Some other stuff in progress:

Windows: Property tab for actual CD-ROM drives, e.g. if you insert a Wii DVD-R. Icon handling probably won't be added initially, since I don't want to conflict with the default CD-ROM icon handler.
Nintendo 3DS parser. Currently only supports standalone .smdh and .3dsx files, and I think unencrypted .cia files that have a META section. Will be adding support for encrypted .cci/.3ds for GameTDB image downloading and partition table viewing; for decrypted .cci/.3ds and .cia, it will parse the icon as well.
I'm still looking for feature suggestions and/or code contributions. If you have any ideas, feel free to reply.


----------



## GerbilSoft (Mar 26, 2017)

And here's the first public screenshot of the Nintendo 3DS parser!






The following file formats are currently supported:

.smdh: Shows text fields, region code, and age ratings. Icon is also extracted.
.3dsx: Shows the SMDH section if it's available.
Encrypted .3ds (.cci): Shows some plaintext card information like media ID and product code, plus a partition listing. Cover art can be downloaded from GameTDB.
Decrypted .3ds: Same as encrypted, but can also extract the icon and other SMDH fields.
Zero-Key .3ds: Same as decrypted. Used by some homebrew. (This is basically encrypting with a key that consists of all zeroes.)
Encrypted .cia: Shows title ID, version, and contents table.
Decrypted .cia: Same as encrypted, but can also extract the icon and other SMDH fields, and can download cover art from GameTDB. DSiWare CIAs will also show a subtab showing the SRL header, which is basically what you'd see if you extracted the .SRL and viewed its properties by itself.
Other things I need to test:

System software, e.g. firmware updates.
DSi system software repackaged as CIAs, e.g. PictoChat.
DLC and game updates.
SDK software.


----------



## GerbilSoft (May 5, 2017)

Getting close to a 1.0 release. I'm probably going to postpone the configuration UI, but the actual functionality is there. You'll just need to edit the config file manually.

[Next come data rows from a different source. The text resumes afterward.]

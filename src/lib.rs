//! # RoomKit
//!
//! Interactive spatial editing engine for a contractor's 2D/3D room builder.
//!
//! ## Architecture
//!
//! RoomKit is organized as a workspace with multiple crates:
//!
//! 1. **roomkit-core** - Coordinate types, element identity, error taxonomy
//! 2. **roomkit-settings** - Editor preferences and their persistence
//! 3. **roomkit-designer** - Scene model, tools, history, selection, serialization
//! 4. **roomkit** - Logging setup and a command-line project inspector
//!
//! ## Features
//!
//! - **Tool-based editing**: Wall chaining, wall-hosted doors and windows, object placement
//! - **Undo/redo**: Whole-room snapshot history
//! - **Organization**: Multi-select, locking, hiding, groups and layers
//! - **Derived geometry**: Room area and perimeter, hit-testing, grid snapping
//! - **Projects**: Lenient JSON import and export

use std::fmt;

pub use roomkit_core::{DocumentError, Error, Point2D, Point3D, Result};
pub use roomkit_designer as designer;
pub use roomkit_designer::BuilderState;
pub use roomkit_settings as settings;

/// Derived facts about a loaded project, as printed by the binary.
#[derive(Debug, Clone, PartialEq)]
pub struct ProjectSummary {
    pub name: String,
    pub walls: usize,
    pub doors: usize,
    pub windows: usize,
    pub objects: usize,
    pub measurements: usize,
    pub area: f64,
    pub perimeter: f64,
}

impl ProjectSummary {
    /// Summarizes the state's current room; empty counts without a room.
    pub fn from_state(state: &BuilderState) -> Self {
        let (name, walls, doors, windows, objects) = match state.current_room() {
            Some(room) => (
                if room.name.is_empty() {
                    state.metadata.name.clone()
                } else {
                    room.name.clone()
                },
                room.walls.len(),
                room.doors.len(),
                room.windows.len(),
                room.objects.len(),
            ),
            None => (state.metadata.name.clone(), 0, 0, 0, 0),
        };
        Self {
            name,
            walls,
            doors,
            windows,
            objects,
            measurements: state.measurements().len(),
            area: state.calculate_room_area(),
            perimeter: state.calculate_room_perimeter(),
        }
    }
}

impl fmt::Display for ProjectSummary {
    fn fmt(&self, f: &mut fmt::Formatter<'_>) -> fmt::Result {
        writeln!(f, "Project:      {}", self.name)?;
        writeln!(f, "Walls:        {}", self.walls)?;
        writeln!(f, "Doors:        {}", self.doors)?;
        writeln!(f, "Windows:      {}", self.windows)?;
        writeln!(f, "Objects:      {}", self.objects)?;
        writeln!(f, "Measurements: {}", self.measurements)?;
        writeln!(f, "Area:         {:.2} m²", self.area)?;
        write!(f, "Perimeter:    {:.2} m", self.perimeter)
    }
}

/// Initialize logging.
///
/// Log output goes to stderr so that command output on stdout stays clean.
/// `RUST_LOG` refines the filter; INFO is always enabled.
pub fn init_logging() -> anyhow::Result<()> {
    use tracing_subscriber::fmt;
    use tracing_subscriber::prelude::*;
    use tracing_subscriber::EnvFilter;

    let env_filter = EnvFilter::from_default_env().add_directive(tracing::Level::INFO.into());

    let fmt_layer = fmt::layer()
        .with_writer(std::io::stderr)
        .with_target(true)
        .with_level(true)
        .with_line_number(true);

    tracing_subscriber::registry()
        .with(env_filter)
        .with(fmt_layer)
        .try_init()?;

    Ok(())
}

For 1.1, I'd like to add a set of "generic" icons for the systems to use if images aren't available. These should be in multiple sizes with alpha-transparency, starting with 128x128 or 256x256 as the largest, plus a small version at 16x16 and/or 24x24. (The small versions may need adjustments; for 32x32 and larger, downscaling should work.) If anyone would like to contribute these icons, please let me know. (The images must have a free redistribution license, e.g. CC-BY-SA or GPLv2.)

Icons needed: (listed by ROM Properties class)

Sega Mega Drive (JP and US variants), Sega CD, Sega 32X, Sega Pico
GameCube, Wii3, Triforce
Nintendo DS, DSi1
Nintendo Game Boy, Game Boy Color
Nintendo Game Boy Advance
Nintendo 64
Super NES (JP/PAL and US variants)
Sega Dreamcast save file (VMU image?)
PlayStation save file
Virtual Boy
Nintendo amiibo
Nintendo Entertainment System (JP and Intl variants)
Wii U3
Nintendo 3DS1
EXE2
1For DS(i) and 3DS, I can probably reuse the image from TWLoader.
2For EXE, I can reuse the image from one of KDE's icon sets. There will be multiple variants for the different operating systems that use EXE and related formats, e.g. MS-DOS, Win16, OS/2, Win32, Xbox, and EFI. There will also be variants for the different subtypes, e.g. DLLs and Win16 drivers.
3For 120mm disc-based systems, I might end up using a transparent overlay on top of the system's optical disc icon. This won't work too well for GameCube, though.


----------



## GerbilSoft (May 20, 2017)

rom-properties 1.0 is out now. See the OP for changes and downloads.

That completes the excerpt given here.